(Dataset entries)
::::::::::

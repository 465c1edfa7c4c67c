//! Reusable upstream HTTP session.
//!
//! [`SafeHttp`] owns one long-lived `reqwest::Client` (a pooled connection
//! context). The client is created lazily by [`SafeHttp::ensure`], dropped by
//! [`SafeHttp::close`] and transparently recreated on the next request.
//! Concurrent requests share the client; `reqwest` pools connections
//! internally, so no further locking is needed around calls.

pub mod retry;

use std::sync::{Mutex, MutexGuard, PoisonError};

use reqwest::header::HeaderMap;
use reqwest::{Client, StatusCode};
use serde_json::Value;
use tracing::{debug, info};

use crate::version;
use crate::{MembitError, Result};

pub use retry::RequestOptions;

/// Lazily created, explicitly closed HTTP session.
pub struct SafeHttp {
    session: Mutex<Option<Client>>,
    user_agent: String,
}

impl SafeHttp {
    /// Create a session that identifies as `MembitContextAgent/<version>`.
    ///
    /// No connection resources are allocated until the first request.
    pub fn new() -> Self {
        Self::with_user_agent(version::user_agent())
    }

    pub fn with_user_agent(user_agent: impl Into<String>) -> Self {
        Self {
            session: Mutex::new(None),
            user_agent: user_agent.into(),
        }
    }

    fn lock(&self) -> MutexGuard<'_, Option<Client>> {
        self.session.lock().unwrap_or_else(PoisonError::into_inner)
    }

    /// Return the live client, creating it if absent or previously closed.
    pub fn ensure(&self) -> Result<Client> {
        let mut session = self.lock();
        if let Some(client) = session.as_ref() {
            return Ok(client.clone());
        }
        let client = Client::builder()
            .user_agent(self.user_agent.as_str())
            .build()
            .map_err(|e| MembitError::Http(format!("failed to build HTTP client: {e}")))?;
        debug!(user_agent = %self.user_agent, "opened HTTP session");
        *session = Some(client.clone());
        Ok(client)
    }

    /// Whether a client is currently held.
    pub fn is_open(&self) -> bool {
        self.lock().is_some()
    }

    /// Release the client. Returns `true` only for the call that released it.
    pub fn close(&self) -> bool {
        let released = self.lock().take().is_some();
        if released {
            info!("closed HTTP session");
        }
        released
    }

    /// GET `url` and decode the body as JSON.
    ///
    /// Non-200 statuses, transport errors and undecodable bodies are retried
    /// per `options`. A body that decodes to an empty value (`null`, `false`,
    /// `0`, `""`, `[]` or `{}`) counts as no data.
    /// Returns `None` once attempts are exhausted; never errors.
    pub async fn get_json(
        &self,
        url: &str,
        headers: &HeaderMap,
        params: &[(&str, String)],
        options: &RequestOptions,
    ) -> Option<Value> {
        let body = retry::with_retry(options, url, || self.get_once(url, headers, params, options)).await?;
        if is_empty_body(&body) {
            debug!(url, "upstream returned an empty body");
            return None;
        }
        Some(body)
    }

    async fn get_once(
        &self,
        url: &str,
        headers: &HeaderMap,
        params: &[(&str, String)],
        options: &RequestOptions,
    ) -> Result<Value> {
        let client = self.ensure()?;
        let response = client
            .get(url)
            .headers(headers.clone())
            .query(params)
            .timeout(options.timeout)
            .send()
            .await?;

        let status = response.status();
        if status != StatusCode::OK {
            return Err(MembitError::Api {
                status: status.as_u16(),
                message: format!("unexpected status from {url}"),
            });
        }

        Ok(response.json::<Value>().await?)
    }
}

impl Default for SafeHttp {
    fn default() -> Self {
        Self::new()
    }
}

fn is_empty_body(body: &Value) -> bool {
    match body {
        Value::Null => true,
        Value::Bool(b) => !b,
        Value::Number(n) => n.as_f64() == Some(0.0),
        Value::String(s) => s.is_empty(),
        Value::Array(items) => items.is_empty(),
        Value::Object(map) => map.is_empty(),
    }
}

#[cfg(test)]
mod tests {
    use super::*;
    use serde_json::json;

    #[test]
    fn session_is_lazy() {
        let http = SafeHttp::new();
        assert!(!http.is_open());
        http.ensure().unwrap();
        assert!(http.is_open());
    }

    #[test]
    fn close_releases_exactly_once() {
        let http = SafeHttp::new();
        assert!(!http.close(), "nothing to release yet");
        http.ensure().unwrap();
        assert!(http.close());
        assert!(!http.close());
        assert!(!http.is_open());
    }

    #[test]
    fn ensure_recreates_after_close() {
        let http = SafeHttp::new();
        http.ensure().unwrap();
        http.close();
        http.ensure().unwrap();
        assert!(http.is_open());
    }

    #[test]
    fn empty_bodies() {
        assert!(is_empty_body(&Value::Null));
        assert!(is_empty_body(&json!({})));
        assert!(is_empty_body(&json!([])));
        assert!(is_empty_body(&json!(false)));
        assert!(is_empty_body(&json!(0)));
        assert!(is_empty_body(&json!(0.0)));
        assert!(is_empty_body(&json!("")));
        assert!(!is_empty_body(&json!({"clusters": []})));
        assert!(!is_empty_body(&json!([0])));
        assert!(!is_empty_body(&json!(true)));
        assert!(!is_empty_body(&json!(3)));
        assert!(!is_empty_body(&json!("x")));
    }
}
//! Build identity: package version plus the git state vergen recorded.
//!
//! [`BuildInfo::current`] is what the binary logs at startup; the
//! `User-Agent` sent upstream only carries the package version.

use std::fmt;

/// Package version from Cargo.toml.
pub const PKG_VERSION: &str = env!("CARGO_PKG_VERSION");

/// Product token sent in the `User-Agent` header.
pub const AGENT_NAME: &str = "MembitContextAgent";

const SHORT_SHA_LEN: usize = 7;

/// Version and git metadata of a build.
#[derive(Debug, Clone, Copy, PartialEq, Eq)]
pub struct BuildInfo {
    pub version: &'static str,
    /// `None` when built outside a git checkout.
    pub branch: Option<&'static str>,
    pub sha: Option<&'static str>,
    pub dirty: bool,
}

impl BuildInfo {
    /// Metadata of the running binary.
    pub fn current() -> Self {
        Self {
            version: PKG_VERSION,
            branch: option_env!("VERGEN_GIT_BRANCH"),
            sha: option_env!("VERGEN_GIT_SHA"),
            dirty: option_env!("VERGEN_GIT_DIRTY") == Some("true"),
        }
    }

    /// Commit hash cut to seven characters.
    pub fn short_sha(&self) -> Option<&'static str> {
        self.sha.map(|sha| sha.get(..SHORT_SHA_LEN).unwrap_or(sha))
    }

    pub fn user_agent(&self) -> String {
        format!("{AGENT_NAME}/{}", self.version)
    }
}

/// `{version}+{branch}.{sha}[.dirty]`, or the bare version without git data.
impl fmt::Display for BuildInfo {
    fn fmt(&self, f: &mut fmt::Formatter<'_>) -> fmt::Result {
        f.write_str(self.version)?;
        if self.branch.is_none() && self.sha.is_none() {
            return Ok(());
        }
        write!(
            f,
            "+{}.{}",
            self.branch.unwrap_or("unknown"),
            self.short_sha().unwrap_or("unknown")
        )?;
        if self.dirty {
            f.write_str(".dirty")?;
        }
        Ok(())
    }
}

/// `User-Agent` sent with every upstream request.
pub fn user_agent() -> String {
    BuildInfo::current().user_agent()
}
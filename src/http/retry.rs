//! Per-request options and the shared retry loop.
//!
//! Upstream calls use a fixed attempt budget with linear backoff: after the
//! n-th failed attempt (0-indexed) the caller waits `backoff_step * (n + 1)`.
//! Every failure is retried; exhausting the budget yields `None` rather than
//! an error.

use std::future::Future;
use std::time::Duration;

use tracing::{debug, warn};

use crate::Result;
use crate::telemetry;

/// Timeout and retry budget for one upstream GET.
///
/// ```rust
/// # use membit::http::RequestOptions;
/// # use std::time::Duration;
/// let options = RequestOptions::new()
///     .retries(4)
///     .timeout(Duration::from_secs(3));
/// assert_eq!(options.max_attempts(), 5);
/// ```
#[derive(Debug, Clone, PartialEq, Eq)]
pub struct RequestOptions {
    /// Per-attempt timeout. Default: 8s.
    pub timeout: Duration,
    /// Retries after the first attempt. Default: 2 (three attempts total).
    pub retries: u32,
    /// Linear backoff unit. Default: 250ms.
    pub backoff_step: Duration,
}

impl Default for RequestOptions {
    fn default() -> Self {
        Self {
            timeout: Duration::from_secs(8),
            retries: 2,
            backoff_step: Duration::from_millis(250),
        }
    }
}

impl RequestOptions {
    pub fn new() -> Self {
        Self::default()
    }

    /// Single attempt, no retry.
    pub fn no_retry() -> Self {
        Self {
            retries: 0,
            ..Self::default()
        }
    }

    pub fn timeout(mut self, timeout: Duration) -> Self {
        self.timeout = timeout;
        self
    }

    pub fn retries(mut self, retries: u32) -> Self {
        self.retries = retries;
        self
    }

    pub fn backoff_step(mut self, step: Duration) -> Self {
        self.backoff_step = step;
        self
    }

    /// Total attempts, including the initial request.
    pub fn max_attempts(&self) -> u32 {
        self.retries.saturating_add(1)
    }

    /// Delay after a failed attempt (0-indexed): `backoff_step * (attempt + 1)`.
    pub fn delay_for_attempt(&self, attempt: u32) -> Duration {
        self.backoff_step.saturating_mul(attempt.saturating_add(1))
    }
}

/// Run `f` until it succeeds or the attempt budget is spent.
///
/// Failures are logged at debug level and never returned.
pub(crate) async fn with_retry<F, Fut, T>(options: &RequestOptions, operation: &str, f: F) -> Option<T>
where
    F: Fn() -> Fut,
    Fut: Future<Output = Result<T>>,
{
    let max_attempts = options.max_attempts();
    for attempt in 0..max_attempts {
        match f().await {
            Ok(value) => {
                metrics::counter!(telemetry::HTTP_REQUESTS_TOTAL, "status" => "ok").increment(1);
                return Some(value);
            }
            Err(e) => {
                metrics::counter!(telemetry::HTTP_REQUESTS_TOTAL, "status" => "error")
                    .increment(1);
                debug!(operation, attempt = attempt + 1, max_attempts, error = %e, "attempt failed");
                if attempt + 1 < max_attempts {
                    metrics::counter!(telemetry::HTTP_RETRIES_TOTAL).increment(1);
                    tokio::time::sleep(options.delay_for_attempt(attempt)).await;
                }
            }
        }
    }
    warn!(operation, max_attempts, "giving up after exhausting attempts");
    None
}
//! Bounded, time-expiring cache for cluster search results.
//!
//! Uses moka's async-friendly cache: entries expire a fixed time after
//! insertion and the store is capped at `max_entries`. The cache uses
//! moka's LRU policy: a new entry is always admitted and, once the cap is
//! exceeded, the least recently used entry is evicted.
//!
//! Values are stored as `Arc<Vec<Cluster>>`; a hit hands back the very same
//! allocation that was inserted.

use std::sync::Arc;
use std::time::Duration;

use moka::future::Cache;
use moka::policy::EvictionPolicy;

use crate::telemetry;
use crate::types::Cluster;

/// Configuration for the cluster cache.
///
/// ```rust
/// # use membit::cache::CacheConfig;
/// # use std::time::Duration;
/// let config = CacheConfig::new()
///     .max_entries(64)
///     .ttl(Duration::from_secs(30));
/// ```
#[derive(Debug, Clone, PartialEq, Eq)]
pub struct CacheConfig {
    /// Maximum number of cached searches. Default: 256.
    pub max_entries: u64,
    /// Time-to-live measured from insertion. Default: 10 seconds.
    pub ttl: Duration,
}

impl Default for CacheConfig {
    fn default() -> Self {
        Self {
            max_entries: 256,
            ttl: Duration::from_secs(10),
        }
    }
}

impl CacheConfig {
    pub fn new() -> Self {
        Self::default()
    }

    pub fn max_entries(mut self, n: u64) -> Self {
        self.max_entries = n;
        self
    }

    pub fn ttl(mut self, ttl: Duration) -> Self {
        self.ttl = ttl;
        self
    }
}

/// Composite cache key. The keyword is kept verbatim.
#[derive(Debug, Clone, PartialEq, Eq, Hash)]
pub struct ClusterKey {
    pub keyword: String,
    pub limit: usize,
}

impl ClusterKey {
    pub fn new(keyword: impl Into<String>, limit: usize) -> Self {
        Self {
            keyword: keyword.into(),
            limit,
        }
    }
}

/// In-memory cache of de-duplicated cluster lists.
#[derive(Clone)]
pub struct ClusterCache {
    cache: Cache<ClusterKey, Arc<Vec<Cluster>>>,
}

impl ClusterCache {
    pub fn new(config: &CacheConfig) -> Self {
        let cache = Cache::builder()
            .max_capacity(config.max_entries)
            .eviction_policy(EvictionPolicy::lru())
            .time_to_live(config.ttl)
            .build();
        Self { cache }
    }

    /// Look up an unexpired entry. Emits cache hit/miss metrics.
    pub async fn get(&self, key: &ClusterKey) -> Option<Arc<Vec<Cluster>>> {
        match self.cache.get(key).await {
            Some(clusters) => {
                metrics::counter!(telemetry::CACHE_HITS_TOTAL).increment(1);
                Some(clusters)
            }
            None => {
                metrics::counter!(telemetry::CACHE_MISSES_TOTAL).increment(1);
                None
            }
        }
    }

    pub async fn insert(&self, key: ClusterKey, clusters: Arc<Vec<Cluster>>) {
        self.cache.insert(key, clusters).await;
    }
}

impl Default for ClusterCache {
    fn default() -> Self {
        Self::new(&CacheConfig::default())
    }
}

::::::::::

**REQUIRED ACTION**
Find the word "failed" in the entries and show each line where it is found.

**TASK OUTPUT**
            .map_err(|e| MembitError::Http(format!("failed to build HTTP client: {e}")))?;
//! n-th failed attempt (0-indexed) the caller waits `backoff_step * (n + 1)`.
    /// Delay after a failed attempt (0-indexed): `backoff_step * (attempt + 1)`.
                debug!(operation, attempt = attempt + 1, max_attempts, error = %e, "attempt failed");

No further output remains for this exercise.